use crate::bytecode::Program;
use crate::bytecode::op::{Op, PUSH_OPERAND_LEN};
use crate::interp;
use crate::runtime_error::RuntimeError;

/// Stack-based virtual machine for compiled bytecode.
///
/// Runs a program counter over the instruction stream: `PUSH` decodes its
/// inline operand onto the operand stack, each arithmetic opcode pops two
/// values (top is the right operand) and pushes the result. The VM never
/// mutates the program, so re-running the same `Program` is idempotent;
/// the operand stack is reset at the start of every run.
///
/// Programs built by the compiler are well-formed by construction and the
/// VM performs no stack-depth bookkeeping of its own — the structural checks
/// below exist because safe Rust surfaces damage as `CorruptProgram` instead
/// of undefined behavior, not because the VM expects to hit them.
pub struct Vm {
    stack: Vec<i64>,
}

impl Vm {
    pub fn new() -> Self {
        Vm { stack: Vec::new() }
    }

    /// The operand stack; empty between runs.
    pub fn stack(&self) -> &[i64] {
        &self.stack
    }

    /// Executes a program and returns the single value it leaves behind.
    pub fn run(&mut self, program: &Program) -> Result<i64, RuntimeError> {
        self.stack.clear();
        let code = program.code();
        let mut pc = 0;

        while pc < code.len() {
            let at = pc;
            let op = Op::from_byte(code[pc]).ok_or_else(|| {
                RuntimeError::CorruptProgram(format!(
                    "invalid opcode 0x{:02x} at offset {}",
                    code[at], at
                ))
            })?;
            pc += 1;

            match op.bin_op() {
                // PUSH is the only opcode with an inline operand.
                None => {
                    let raw: [u8; PUSH_OPERAND_LEN] = code
                        .get(pc..pc + PUSH_OPERAND_LEN)
                        .and_then(|s| s.try_into().ok())
                        .ok_or_else(|| {
                            RuntimeError::CorruptProgram(format!(
                                "truncated PUSH operand at offset {}",
                                at
                            ))
                        })?;
                    pc += PUSH_OPERAND_LEN;
                    self.stack.push(i64::from_le_bytes(raw));
                }
                Some(bin_op) => {
                    let rhs = self.pop(at)?;
                    let lhs = self.pop(at)?;
                    self.stack.push(interp::apply(bin_op, lhs, rhs)?);
                }
            }
        }

        let result = self.pop(code.len())?;
        if !self.stack.is_empty() {
            return Err(RuntimeError::CorruptProgram(format!(
                "program left {} extra values on the stack",
                self.stack.len()
            )));
        }
        Ok(result)
    }

    fn pop(&mut self, at: usize) -> Result<i64, RuntimeError> {
        self.stack.pop().ok_or_else(|| {
            RuntimeError::CorruptProgram(format!("operand stack underflow at offset {}", at))
        })
    }
}

impl Default for Vm {
    fn default() -> Self {
        Vm::new()
    }
}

» **About this exercise**
The entire listing above should be returned exactly as written.

» **Task response**
use crate::bytecode::Program;
use crate::bytecode::op::{Op, PUSH_OPERAND_LEN};
use crate::interp;
use crate::runtime_error::RuntimeError;

/// Stack-based virtual machine for compiled bytecode.
///
/// Runs a program counter over the instruction stream: `PUSH` decodes its
/// inline operand onto the operand stack, each arithmetic opcode pops two
/// values (top is the right operand) and pushes the result. The VM never
/// mutates the program, so re-running the same `Program` is idempotent;
/// the operand stack is reset at the start of every run.
///
/// Programs built by the compiler are well-formed by construction and the
/// VM performs no stack-depth bookkeeping of its own — the structural checks
/// below exist because safe Rust surfaces damage as `CorruptProgram` instead
/// of undefined behavior, not because the VM expects to hit them.
pub struct Vm {
    stack: Vec<i64>,
}

impl Vm {
    pub fn new() -> Self {
        Vm { stack: Vec::new() }
    }

    /// The operand stack; empty between runs.
    pub fn stack(&self) -> &[i64] {
        &self.stack
    }

    /// Executes a program and returns the single value it leaves behind.
    pub fn run(&mut self, program: &Program) -> Result<i64, RuntimeError> {
        self.stack.clear();
        let code = program.code();
        let mut pc = 0;

        while pc < code.len() {
            let at = pc;
            let op = Op::from_byte(code[pc]).ok_or_else(|| {
                RuntimeError::CorruptProgram(format!(
                    "invalid opcode 0x{:02x} at offset {}",
                    code[at], at
                ))
            })?;
            pc += 1;

            match op.bin_op() {
                // PUSH is the only opcode with an inline operand.
                None => {
                    let raw: [u8; PUSH_OPERAND_LEN] = code
                        .get(pc..pc + PUSH_OPERAND_LEN)
                        .and_then(|s| s.try_into().ok())
                        .ok_or_else(|| {
                            RuntimeError::CorruptProgram(format!(
                                "truncated PUSH operand at offset {}",
                                at
                            ))
                        })?;
                    pc += PUSH_OPERAND_LEN;
                    self.stack.push(i64::from_le_bytes(raw));
                }
                Some(bin_op) => {
                    let rhs = self.pop(at)?;
                    let lhs = self.pop(at)?;
                    self.stack.push(interp::apply(bin_op, lhs, rhs)?);
                }
            }
        }

        let result = self.pop(code.len())?;
        if !self.stack.is_empty() {
            return Err(RuntimeError::CorruptProgram(format!(
                "program left {} extra values on the stack",
                self.stack.len()
            )));
        }
        Ok(result)
    }

    fn pop(&mut self, at: usize) -> Result<i64, RuntimeError> {
        self.stack.pop().ok_or_else(|| {
            RuntimeError::CorruptProgram(format!("operand stack underflow at offset {}", at))
        })
    }
}

impl Default for Vm {
    fn default() -> Self {
        Vm::new()
    }
}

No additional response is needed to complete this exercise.